= Self-verification theory =

Social psychological theory

Self-verification is a social psychological theory that asserts people want to be known and understood by others according to their firmly held beliefs and feelings about themselves, that is self-views (including self-concepts and self-esteem). It is one of the motives that drive self-evaluation, along with self-enhancement and self-assessment.

Because chronic self-concepts and self-esteem play an important role in understanding the world, providing a sense of coherence, and guiding action, people become motivated to maintain them through self-verification. Such strivings provide stability to people’s lives, making their experiences more coherent, orderly, and comprehensible than they would be otherwise. Self-verification processes are also adaptive for groups, groups of diverse backgrounds, and the larger society, in that they make people predictable to one another thus serve to facilitate social interaction. To this end, people engage in a variety of activities that are designed to obtain self-verifying information.

Developed by William Swann (1981), the theory grew out of earlier writings which held that people form self-views so that they can understand and predict the responses of others and know how to act toward them.

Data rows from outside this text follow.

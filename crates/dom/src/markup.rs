//! Markup rendering and inner-markup replacement
//!
//! Attribute values are written between double quotes exactly as stored.
//! Nothing is escaped, so a value holding `"` renders invalid markup.

use crate::arena::DomArena;
use crate::error::{DomError, Result};
use crate::tokenizer::Tokenizer;
use crate::types::{NodeData, NodeId};

impl DomArena {
    /// `<tag attr="val">...</tag>` for elements, raw text for Text nodes
    pub fn outer_markup(&self, node_id: NodeId) -> Result<String> {
        let mut output = String::with_capacity(256);
        self.write_markup(node_id, &mut output)?;
        Ok(output)
    }

    /// Concatenated outer markup of the children
    ///
    /// For a textarea this is its raw value.
    pub fn inner_markup(&self, node_id: NodeId) -> Result<String> {
        let element = self.element(node_id)?;
        if let Some(value) = element.value() {
            return Ok(value.to_string());
        }
        let mut output = String::with_capacity(256);
        for &child_id in &self.get(node_id)?.children_ids {
            self.write_markup(child_id, &mut output)?;
        }
        Ok(output)
    }

    /// Replace every child of `node_id` with the parsed `markup`
    ///
    /// The old children are only unlinked and keep their arena slots, so an
    /// arena re-rendered on every event keeps growing. Call
    /// [`DomArena::compact`] to drop them.
    pub fn set_inner_markup(&mut self, node_id: NodeId, markup: &str) -> Result<()> {
        let element = self.element(node_id)?;
        if element.is_raw_text() {
            return Err(DomError::InvalidParent(format!(
                "<{}> holds raw text, set its value instead",
                element.tag_name
            )));
        }
        self.clear_children(node_id)?;
        tracing::trace!(node_id, len = markup.len(), "Parsing inner markup");
        Tokenizer::new(markup).tokenize(self, node_id)
    }

    fn write_markup(&self, node_id: NodeId, output: &mut String) -> Result<()> {
        enum Step {
            Open(NodeId),
            Close(NodeId),
        }

        let mut stack = vec![Step::Open(node_id)];
        while let Some(step) = stack.pop() {
            let node_id = match step {
                Step::Open(id) => id,
                Step::Close(id) => {
                    let element = self.element(id)?;
                    output.push_str("</");
                    output.push_str(&element.tag_name);
                    output.push('>');
                    continue;
                }
            };

            let node = self.get(node_id)?;
            match &node.data {
                NodeData::Element(element) => {
                    output.push('<');
                    output.push_str(&element.tag_name);
                    for (name, value) in element.attributes.iter() {
                        output.push(' ');
                        output.push_str(name);
                        output.push_str("=\"");
                        output.push_str(value);
                        output.push('"');
                    }
                    output.push('>');

                    stack.push(Step::Close(node_id));
                    match element.value() {
                        Some(value) => output.push_str(value),
                        None => {
                            stack.extend(node.children_ids.iter().rev().map(|&id| Step::Open(id)))
                        }
                    }
                }
                NodeData::Text(value) => output.push_str(value),
                NodeData::Comment(value) => {
                    output.push_str("<!--");
                    output.push_str(value);
                    output.push_str("-->");
                }
                NodeData::Fragment => {}
            }
        }
        Ok(())
    }
}
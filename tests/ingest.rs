use std::time::Duration;

use chrono::{TimeZone, Utc};
use smokenotes_lib::{
    db::{Database, FLAMEBOSS_NOTE},
    telemetry::{
        persist_latest_temps, DisconnectTimerRegistry, HandleOutcome, LatestTempCache,
        TelemetryHandler, DISCONNECT_GRACE_PERIOD,
    },
};

fn open() -> (tempfile::TempDir, Database, LatestTempCache, TelemetryHandler) {
    let dir = tempfile::tempdir().expect("temp dir");
    let db = Database::new(dir.path().join("bbq_sessions.db")).expect("open database");
    let cache = LatestTempCache::new();
    let handler = TelemetryHandler::new(db.clone(), cache.clone(), DisconnectTimerRegistry::new());
    (dir, db, cache, handler)
}

#[tokio::test]
async fn reference_sample_creates_session_log_and_snapshot() {
    let (_dir, db, cache, handler) = open();

    handler
        .handle(br#"{"cook_id":7,"sec":1700000000,"temps":[100,-32767],"set_temp":50,"blower":2500}"#)
        .await;

    let session = db.get_session(7).await.unwrap().expect("session 7 created");
    assert_eq!(session.title, "BBQ Session 7 from flameboss");
    assert_eq!(session.meat_type, "Unknown");
    assert_eq!(session.target_temp, Some(41.0));
    assert_eq!(session.end_time, None);

    let logs = db.get_temperature_logs_for_session(7).await.unwrap();
    assert_eq!(logs.len(), 1);
    assert_eq!(logs[0].session_id, 7);
    assert_eq!(logs[0].timestamp, Utc.timestamp_opt(1_700_000_000, 0).unwrap());
    assert_eq!(logs[0].pit_temp, Some(50.0));
    assert_eq!(logs[0].meat_temp1, None);
    assert_eq!(logs[0].set_temp, Some(41.0));
    assert_eq!(logs[0].blower, Some(25.0));

    let tick = Utc.timestamp_opt(1_700_000_900, 0).unwrap();
    assert_eq!(persist_latest_temps(&db, &cache, tick).await, 1);

    let snapshots = db.get_manual_temperatures_for_session(7).await.unwrap();
    assert_eq!(snapshots.len(), 1);
    assert_eq!(snapshots[0].smoker_temp, Some(50.0));
    assert_eq!(snapshots[0].meat_temp, None);
    assert_eq!(snapshots[0].note.as_deref(), Some(FLAMEBOSS_NOTE));
}

#[tokio::test]
async fn stored_timestamps_use_the_web_app_layout() {
    let (_dir, db, _cache, handler) = open();
    handler
        .handle(br#"{"cook_id":5,"sec":1700000000,"temps":[100,100]}"#)
        .await;

    let (start_time, logged_at) = db
        .execute(|conn| {
            let row = conn.query_row(
                "SELECT s.start_time, l.timestamp
                 FROM bbq_session s JOIN temperature_log l ON l.session_id = s.id
                 WHERE s.id = 5",
                [],
                |row| Ok((row.get::<_, String>(0)?, row.get::<_, String>(1)?)),
            )?;
            Ok(row)
        })
        .await
        .unwrap();

    assert_eq!(start_time, "2023-11-14 22:13:20+00:00");
    assert_eq!(logged_at, "2023-11-14 22:13:20+00:00");
}

#[tokio::test]
async fn replayed_message_does_not_duplicate_session() {
    let (_dir, db, _cache, handler) = open();
    let message = br#"{"cook_id":12,"sec":1700000000,"temps":[500,400]}"#;

    let first = handler.process(message).await.unwrap();
    let replay = handler.process(message).await.unwrap();

    assert!(matches!(first, HandleOutcome::Stored { session_created: true, .. }));
    assert!(matches!(replay, HandleOutcome::Stored { session_created: false, .. }));
    assert_eq!(db.list_open_sessions().await.unwrap().len(), 1);
    // The log is append-only, one row per handled message.
    assert_eq!(db.get_temperature_logs_for_session(12).await.unwrap().len(), 2);
}

#[tokio::test(start_paused = true)]
async fn closed_session_gets_no_more_snapshots() {
    let (_dir, db, cache, handler) = open();

    handler
        .handle(br#"{"cook_id":3,"sec":1700000000,"temps":[1072,800]}"#)
        .await;
    let before = Utc.timestamp_opt(1_700_000_100, 0).unwrap();
    assert_eq!(persist_latest_temps(&db, &cache, before).await, 1);

    handler
        .handle(br#"{"name":"disconnected","from":"mqttr-4"}"#)
        .await;

    tokio::time::sleep(DISCONNECT_GRACE_PERIOD + Duration::from_secs(1)).await;
    assert!(db.get_session_end_time(3).await.unwrap().flatten().is_some());

    let after = Utc.timestamp_opt(1_700_001_000, 0).unwrap();
    assert_eq!(persist_latest_temps(&db, &cache, after).await, 0);
    assert_eq!(db.get_manual_temperatures_for_session(3).await.unwrap().len(), 1);
    // The cache still holds the last reading.
    assert!(cache.get(3).is_some());
}

#[tokio::test]
async fn garbage_between_samples_is_ignored() {
    let (_dir, db, _cache, handler) = open();

    handler.handle(br#"{"cook_id":8,"sec":1700000000,"temps":[100,100]}"#).await;
    handler.handle(b"\x00\x01garbage").await;
    handler.handle(br#"{"temps":[100,100]}"#).await;
    handler.handle(br#"{"cook_id":8,"sec":1700000060,"temps":[110,100]}"#).await;

    assert_eq!(db.get_temperature_logs_for_session(8).await.unwrap().len(), 2);
}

==Difference between positive and negative self-views==
There are individual differences in people's views of themselves. Among people with positive self-views, the desire for self-verification works together with another important motive, the desire for positive evaluations or "self enhancement". For example, those who view themselves as "insightful" will find that their motives for both self-verification and self-enhancement encourage them to seek evidence that other people recognize their insightfulness.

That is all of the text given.